Task details -
Could you write the entries out again, exactly as they appear?

*** The records ***

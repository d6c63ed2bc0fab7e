//! Provider trait: the abstraction over LLM backend transports.
//!
//! A Provider knows how to send a transcript to an LLM and get one turn back.
//! It performs no rate limiting, retrying, or accounting; that is the job of
//! the backend client layered on top.

use async_trait::async_trait;
use serde::{Deserialize, Serialize};
use crate::error::ProviderError;
use crate::message::Message;

/// How the backend may use the tools it was given.
#[derive(Debug, Clone, Copy, PartialEq, Eq, Serialize, Deserialize)]
#[serde(rename_all = "lowercase")]
pub enum ToolChoice {
    /// The model decides.
    Auto,
    /// The model must answer in text.
    None,
    /// The model must call at least one tool.
    Required,
}

/// A single backend request.
#[derive(Debug, Clone, Serialize, Deserialize)]
pub struct ProviderRequest {
    /// The model to use (e.g., "gpt-4o-mini")
    pub model: String,

    /// The transcript to send
    pub messages: Vec<Message>,

    /// Temperature (0.0 = deterministic)
    #[serde(default = "default_temperature")]
    pub temperature: f32,

    /// Maximum tokens to generate
    #[serde(default, skip_serializing_if = "Option::is_none")]
    pub max_tokens: Option<u32>,

    /// Tools the model may call
    #[serde(default, skip_serializing_if = "Vec::is_empty")]
    pub tools: Vec<ToolDefinition>,

    #[serde(default, skip_serializing_if = "Option::is_none")]
    pub tool_choice: Option<ToolChoice>,

    /// Whether the backend may return several calls to run concurrently
    #[serde(default, skip_serializing_if = "Option::is_none")]
    pub parallel_tool_calls: Option<bool>,

    /// Stop sequences
    #[serde(default, skip_serializing_if = "Vec::is_empty")]
    pub stop: Vec<String>,
}

fn default_temperature() -> f32 {
    0.2
}

impl ProviderRequest {
    /// A plain text request with no tools.
    pub fn new(model: impl Into<String>, messages: Vec<Message>) -> Self {
        Self {
            model: model.into(),
            messages,
            temperature: default_temperature(),
            max_tokens: None,
            tools: Vec::new(),
            tool_choice: None,
            parallel_tool_calls: None,
            stop: Vec::new(),
        }
    }
}

/// A tool definition sent to the LLM so it knows what tools it can call.
#[derive(Debug, Clone, PartialEq, Serialize, Deserialize)]
pub struct ToolDefinition {
    pub name: String,

    pub description: String,

    /// JSON Schema describing the tool's parameters
    pub parameters: serde_json::Value,
}

/// One complete turn returned by a provider.
#[derive(Debug, Clone, Serialize, Deserialize)]
pub struct ProviderResponse {
    /// The generated message (text and/or tool calls)
    pub message: Message,

    /// Token usage statistics
    pub usage: Option<Usage>,

    /// Which model actually responded
    pub model: String,

    /// Why generation stopped ("stop", "tool_calls", "length", …)
    #[serde(default, skip_serializing_if = "Option::is_none")]
    pub finish_reason: Option<String>,
}

/// Token usage information.
#[derive(Debug, Clone, Copy, Default, PartialEq, Eq, Serialize, Deserialize)]
pub struct Usage {
    pub prompt_tokens: u32,
    pub completion_tokens: u32,
    pub total_tokens: u32,
}

impl Usage {
    pub fn new(prompt_tokens: u32, completion_tokens: u32) -> Self {
        Self {
            prompt_tokens,
            completion_tokens,
            total_tokens: prompt_tokens + completion_tokens,
        }
    }
}

/// The core Provider trait.
///
/// Every backend transport implements this. Errors must carry an accurate
/// [`ProviderErrorKind`](crate::error::ProviderErrorKind) because the client
/// retries on kind alone.
#[async_trait]
pub trait Provider: Send + Sync {
    /// A human-readable name for this provider (e.g., "openai").
    fn name(&self) -> &str;

    /// Send a request and get a complete response.
    async fn complete(&self, request: ProviderRequest) -> std::result::Result<ProviderResponse, ProviderError>;

    /// Health check: can we reach the provider?
    async fn health_check(&self) -> std::result::Result<bool, ProviderError> {
        Ok(true)
    }
}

*** End of The records ***

Answer to the exercise -
repository d6c63ed2bc0fab7e
//! Provider trait: the abstraction over LLM backend transports.
//!
//! A Provider knows how to send a transcript to an LLM and get one turn back.
//! It performs no rate limiting, retrying, or accounting; that is the job of
//! the backend client layered on top.

use async_trait::async_trait;
use serde::{Deserialize, Serialize};
use crate::error::ProviderError;
use crate::message::Message;

/// How the backend may use the tools it was given.
#[derive(Debug, Clone, Copy, PartialEq, Eq, Serialize, Deserialize)]
#[serde(rename_all = "lowercase")]
pub enum ToolChoice {
    /// The model decides.
    Auto,
    /// The model must answer in text.
    None,
    /// The model must call at least one tool.
    Required,
}

/// A single backend request.
#[derive(Debug, Clone, Serialize, Deserialize)]
pub struct ProviderRequest {
    /// The model to use (e.g., "gpt-4o-mini")
    pub model: String,

    /// The transcript to send
    pub messages: Vec<Message>,

    /// Temperature (0.0 = deterministic)
    #[serde(default = "default_temperature")]
    pub temperature: f32,

    /// Maximum tokens to generate
    #[serde(default, skip_serializing_if = "Option::is_none")]
    pub max_tokens: Option<u32>,

    /// Tools the model may call
    #[serde(default, skip_serializing_if = "Vec::is_empty")]
    pub tools: Vec<ToolDefinition>,

    #[serde(default, skip_serializing_if = "Option::is_none")]
    pub tool_choice: Option<ToolChoice>,

    /// Whether the backend may return several calls to run concurrently
    #[serde(default, skip_serializing_if = "Option::is_none")]
    pub parallel_tool_calls: Option<bool>,

    /// Stop sequences
    #[serde(default, skip_serializing_if = "Vec::is_empty")]
    pub stop: Vec<String>,
}

fn default_temperature() -> f32 {
    0.2
}

impl ProviderRequest {
    /// A plain text request with no tools.
    pub fn new(model: impl Into<String>, messages: Vec<Message>) -> Self {
        Self {
            model: model.into(),
            messages,
            temperature: default_temperature(),
            max_tokens: None,
            tools: Vec::new(),
            tool_choice: None,
            parallel_tool_calls: None,
            stop: Vec::new(),
        }
    }
}

/// A tool definition sent to the LLM so it knows what tools it can call.
#[derive(Debug, Clone, PartialEq, Serialize, Deserialize)]
pub struct ToolDefinition {
    pub name: String,

    pub description: String,

    /// JSON Schema describing the tool's parameters
    pub parameters: serde_json::Value,
}

/// One complete turn returned by a provider.
#[derive(Debug, Clone, Serialize, Deserialize)]
pub struct ProviderResponse {
    /// The generated message (text and/or tool calls)
    pub message: Message,

    /// Token usage statistics
    pub usage: Option<Usage>,

    /// Which model actually responded
    pub model: String,

    /// Why generation stopped ("stop", "tool_calls", "length", …)
    #[serde(default, skip_serializing_if = "Option::is_none")]
    pub finish_reason: Option<String>,
}

/// Token usage information.
#[derive(Debug, Clone, Copy, Default, PartialEq, Eq, Serialize, Deserialize)]
pub struct Usage {
    pub prompt_tokens: u32,
    pub completion_tokens: u32,
    pub total_tokens: u32,
}

impl Usage {
    pub fn new(prompt_tokens: u32, completion_tokens: u32) -> Self {
        Self {
            prompt_tokens,
            completion_tokens,
            total_tokens: prompt_tokens + completion_tokens,
        }
    }
}

/// The core Provider trait.
///
/// Every backend transport implements this. Errors must carry an accurate
/// [`ProviderErrorKind`](crate::error::ProviderErrorKind) because the client
/// retries on kind alone.
#[async_trait]
pub trait Provider: Send + Sync {
    /// A human-readable name for this provider (e.g., "openai").
    fn name(&self) -> &str;

    /// Send a request and get a complete response.
    async fn complete(&self, request: ProviderRequest) -> std::result::Result<ProviderResponse, ProviderError>;

    /// Health check: can we reach the provider?
    async fn health_check(&self) -> std::result::Result<bool, ProviderError> {
        Ok(true)
    }
}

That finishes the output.